I live in America. In America, you are on your own. America’s not a country. It’s just a business. Now pay me my fucking money.
– Brad Pitt’s character Jackie Cogan at the end of Killing Them Softly
Crime film Killing Them Softly is bloody, no question about it.
Blood splatters over the car windows as multiple bullets home in on a driver at a traffic light, blood turns the ground red, blood turns a man’s back red and blood leaves an innocent man’s face bloodied through massive beating inflicted by two manic thugs on a dark, rainy night.
Alas, the film is also a bloody yawn, just not worth your time!
Based on the book Cogan’s Trade by George V. Higgins, Killing Them Softly is co-produced by Brad Pitt.
I went in with high expectations based on the cast and snippets I’d read about the film.
For a crime film featuring the likes of Brad Pitt and James ‘Tony Soprano‘ Gandolfini Killing Them Softly moves at a languid pace.
There’s far too much blah blah blah, but not of the very engaging, intelligent kind to tickle your brain cells.
Besides the slow pace, the movie also suffers from other problems.
First, none of the bad characters really stand out and grab your attention.
Not the crazy ‘Australian’ dopehead Russell (Ben Mendelsohn).
Not Frankie (Scoot McNairy).
Not the poker room manager Martie (Ray Liotta).
Not the ‘New York’ hit-man Mickey (James Gandolfini).
Not the hired hit-man Jackie (Brad Pitt).
Not the driver (Richard Jenkins).
All of them start off as interesting characters but the screenplay by director Andrew Dominik quickly amputates whatever brings life to these warped characters.
Hell, even the killer Jackie, played by Brad Pitt, is not in the least bit menacing not even when he tries to be, like in the bar scene with Frankie!
Second, the entire story is ho-hum and starts off with the robbing of an illegal, mob-run gambling den by two small-time criminals Russell and Frankie.
The mob then brings in a hit man Jackie (Brad Pitt) to get those two punks. Jackie, in turn, brings in Mickey from New York to help him on the hits.
Supposedly set in Boston and filmed in New Orleans, the photography of the run-down buildings and abandoned homes is hardly the kind to leave you wide-eyed.

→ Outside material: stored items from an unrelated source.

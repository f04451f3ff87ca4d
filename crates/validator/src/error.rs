//! Error types for rule failures and rule setup mistakes.
//!
//! Two classes of errors flow through the engine:
//!
//! - [`Failure`] is the expected outcome of a rule rejecting a value. It is
//!   collected into a [`ValidationError`] and later rendered by the
//!   translator.
//! - [`ConfigError`] signals a programming mistake in the rule setup (unknown
//!   factory, malformed declaration, bad limits). It aborts validation.
//!
//! Predicates return [`RuleError`], which carries either of the two.

use std::borrow::Cow;
use std::fmt;

use indexmap::IndexMap;
use serde::{Deserialize, Serialize};

// ============================================================================
// FAILURE
// ============================================================================

/// The signal a predicate raises when the value under validation is invalid.
///
/// Parameters are ordered key-value pairs (typically 0-2) used both to pick
/// and to fill message templates.
///
/// # Examples
///
/// ```
/// use tessera_validator::Failure;
///
/// let failure = Failure::new().with_param("min", "3");
/// assert_eq!(failure.param("min"), Some("3"));
/// ```
#[derive(Debug, Clone, Default, PartialEq, Eq)]
pub struct Failure {
    params: Vec<(Cow<'static, str>, Cow<'static, str>)>,
}

impl Failure {
    /// Creates a failure without parameters.
    #[must_use]
    pub fn new() -> Self {
        Self::default()
    }

    /// Adds a parameter.
    #[must_use = "builder methods must be chained or built"]
    pub fn with_param(
        mut self,
        key: impl Into<Cow<'static, str>>,
        value: impl Into<Cow<'static, str>>,
    ) -> Self {
        self.params.push((key.into(), value.into()));
        self
    }

    /// Looks up a parameter value by key.
    pub fn param(&self, key: &str) -> Option<&str> {
        self.params
            .iter()
            .find(|(k, _)| k.as_ref() == key)
            .map(|(_, v)| v.as_ref())
    }

    pub fn params(&self) -> &[(Cow<'static, str>, Cow<'static, str>)] {
        &self.params
    }

    /// Consumes the failure into an ordered map; a repeated key keeps the
    /// last value.
    pub fn into_params(self) -> IndexMap<String, String> {
        self.params
            .into_iter()
            .map(|(k, v)| (k.into_owned(), v.into_owned()))
            .collect()
    }
}

impl fmt::Display for Failure {
    fn fmt(&self, f: &mut fmt::Formatter<'_>) -> fmt::Result {
        f.write_str("value rejected")?;
        if !self.params.is_empty() {
            write!(f, " (")?;
            for (i, (k, v)) in self.params.iter().enumerate() {
                if i > 0 {
                    write!(f, ", ")?;
                }
                write!(f, "{k}={v}")?;
            }
            write!(f, ")")?;
        }
        Ok(())
    }
}

// ============================================================================
// CONFIGURATION ERRORS
// ============================================================================

/// A fatal mistake in the validation setup.
///
/// These are never collected or translated: they propagate out of
/// [`Validator::validate`](crate::Validator::validate) as soon as they occur.
#[derive(Debug, Clone, PartialEq, Eq, thiserror::Error)]
pub enum ConfigError {
    /// A factory string names a rule that is not registered.
    #[error("no rule factory registered for '{name}'")]
    UnknownRule {
        /// The missing factory name.
        name: String,
    },

    /// A declaration the parser cannot read.
    #[error("invalid rule format - can't parse the rule declaration '{declaration}'")]
    InvalidDeclaration {
        /// Debug rendering of the offending declaration.
        declaration: String,
    },

    /// A rule factory rejected its parameters.
    #[error("invalid parameters for rule '{rule}': {reason}")]
    InvalidParameter { rule: String, reason: String },

    /// A rule was applied to a value it can never handle.
    #[error("rule '{rule}' cannot be applied here: {reason}")]
    UnsupportedValue { rule: String, reason: String },

    /// No built-in message bundle exists for the locale.
    #[error("no built-in templates for locale '{locale}'")]
    UnknownLocale { locale: String },
}

impl ConfigError {
    pub fn unknown_rule(name: impl Into<String>) -> Self {
        Self::UnknownRule { name: name.into() }
    }

    pub fn invalid_declaration(declaration: impl fmt::Debug) -> Self {
        Self::InvalidDeclaration {
            declaration: format!("{declaration:?}"),
        }
    }

    pub fn invalid_parameter(rule: impl Into<String>, reason: impl Into<String>) -> Self {
        Self::InvalidParameter {
            rule: rule.into(),
            reason: reason.into(),
        }
    }

    pub fn unsupported_value(rule: impl Into<String>, reason: impl Into<String>) -> Self {
        Self::UnsupportedValue {
            rule: rule.into(),
            reason: reason.into(),
        }
    }
}

// ============================================================================
// RULE ERROR
// ============================================================================

/// Error path of a predicate invocation.
#[derive(Debug, Clone, PartialEq, Eq, thiserror::Error)]
pub enum RuleError {
    /// The value is invalid; collected as a [`ValidationError`].
    #[error("{0}")]
    Failed(Failure),

    /// The rule itself is misconfigured or misapplied; aborts validation.
    #[error(transparent)]
    Config(#[from] ConfigError),
}

impl From<Failure> for RuleError {
    fn from(failure: Failure) -> Self {
        Self::Failed(failure)
    }
}

/// Result type returned by predicates.
pub type RuleResult = Result<(), RuleError>;

// ============================================================================
// VALIDATION ERROR
// ============================================================================

/// Durable record of one failed rule for one declared field path.
///
/// `field` is the declared path, wildcards included (`items.*.qty`), not the
/// concrete expanded location.
#[derive(Debug, Clone, PartialEq, Eq, Serialize, Deserialize)]
pub struct ValidationError {
    pub field: String,
    pub rule: String,
    #[serde(default)]
    pub params: IndexMap<String, String>,
}

impl ValidationError {
    pub fn new(field: impl Into<String>, rule: impl Into<String>) -> Self {
        Self {
            field: field.into(),
            rule: rule.into(),
            params: IndexMap::new(),
        }
    }

    /// Builds the record for a collected failure.
    pub fn from_failure(field: impl Into<String>, rule: impl Into<String>, failure: Failure) -> Self {
        Self {
            field: field.into(),
            rule: rule.into(),
            params: failure.into_params(),
        }
    }

    #[must_use = "builder methods must be chained or built"]
    pub fn with_param(mut self, key: impl Into<String>, value: impl Into<String>) -> Self {
        self.params.insert(key.into(), value.into());
        self
    }

    pub fn param(&self, key: &str) -> Option<&str> {
        self.params.get(key).map(String::as_str)
    }
}

impl fmt::Display for ValidationError {
    fn fmt(&self, f: &mut fmt::Formatter<'_>) -> fmt::Result {
        write!(f, "[{}] {}", self.field, self.rule)?;

        if !self.params.is_empty() {
            write!(f, " (params: [")?;
            for (i, (k, v)) in self.params.iter().enumerate() {
                if i > 0 {
                    write!(f, ", ")?;
                }
                write!(f, "{k}={v}")?;
            }
            write!(f, "])")?;
        }

        Ok(())
    }
}

// ============================================================================
// TESTS
// ============================================================================

#[cfg(test)]
mod tests {
    use super::*;
    use pretty_assertions::assert_eq;

    #[test]
    fn failure_params_keep_order() {
        let failure = Failure::new()
            .with_param("min", "1")
            .with_param("max", "5");

        let keys: Vec<_> = failure.params().iter().map(|(k, _)| k.as_ref()).collect();
        assert_eq!(keys, ["min", "max"]);
        assert_eq!(failure.param("max"), Some("5"));
        assert_eq!(failure.param("other"), None);
    }

    #[test]
    fn repeated_param_keeps_last_value() {
        let params = Failure::new()
            .with_param("set", "a")
            .with_param("set", "b")
            .into_params();
        assert_eq!(params.get("set").map(String::as_str), Some("b"));
        assert_eq!(params.len(), 1);
    }

    #[test]
    fn config_error_messages() {
        assert_eq!(
            ConfigError::unknown_rule("bogus").to_string(),
            "no rule factory registered for 'bogus'"
        );
        assert_eq!(
            ConfigError::invalid_parameter("min", "limit must be numeric").to_string(),
            "invalid parameters for rule 'min': limit must be numeric"
        );
    }

    #[test]
    fn rule_error_conversions() {
        let failed: RuleError = Failure::new().into();
        assert!(matches!(failed, RuleError::Failed(_)));

        let config: RuleError = ConfigError::unknown_rule("x").into();
        assert!(matches!(config, RuleError::Config(ConfigError::UnknownRule { .. })));
    }

    #[test]
    fn validation_error_display() {
        let error = ValidationError::new("items.*.qty", "min").with_param("min", "1");
        assert_eq!(error.to_string(), "[items.*.qty] min (params: [min=1])");
    }

    #[test]
    fn validation_error_serializes_params_as_map() {
        let error = ValidationError::new("age", "between")
            .with_param("min", "18")
            .with_param("max", "99");
        let json = serde_json::to_value(&error).unwrap();
        assert_eq!(
            json,
            serde_json::json!({
                "field": "age",
                "rule": "between",
                "params": {"min": "18", "max": "99"}
            })
        );
    }
}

A crime film has got to have one of two things – endless, thrilling, fast-paced action or be a cerebral, intelligent film with great dialogs and a riveting story helmed by fine actors.
The acting part is never an issue in Killing Them Softly but everything else is, oh, so insipid that I wondered why the hell I was still sitting in the hall.
There are some humorous touches here and there like when the ‘Driver’ derisively refers to the Mob bosses as having developed a squeamish corporate mentality. But they are few and far between.
The movie is set against the backdrop of the 2008 Presidential elections and the financial meltdown of Wall Street with frequent television or radio soundbites of Obama, McCain and George Bush playing in the background.
Alas, little of the political stuff or financial meltdown is in any way integrated into the main theme of the movie except at the end when Jackie cynically looks at the TV set and mocks Obama’s message of hope, one-people and we can.
In America, hope is all for the schmucks!